WORK INSTRUCTIONS: Say how many lines of the material below contain the word "floor", with no other words.
════════
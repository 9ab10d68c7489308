//! Local birth time to astronomical time reference

/// Convert a local calendar time plus UTC offset to a Julian day
///
/// Standard Meeus formula for the Gregorian calendar. The offset is hours
/// east of UTC, so local time minus offset gives universal time.
/// Reference point: 2000-01-01 12:00 UT = 2451545.0 (J2000.0).
pub fn julian_day(
    year: i32,
    month: u32,
    day: u32,
    hour: u32,
    minute: u32,
    second: u32,
    utc_offset: f64,
) -> f64 {
    let ut_hours =
        hour as f64 + minute as f64 / 60.0 + second as f64 / 3600.0 - utc_offset;

    let (y, m) = if month <= 2 {
        (year - 1, month + 12)
    } else {
        (year, month)
    };

    let a = (y as f64 / 100.0).floor();
    let b = 2.0 - a + (a / 4.0).floor();

    (365.25 * (y as f64 + 4716.0)).floor()
        + (30.6001 * (m as f64 + 1.0)).floor()
        + day as f64
        + ut_hours / 24.0
        + b
        - 1524.5
}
════════
RESULT OF THIS TASK: 4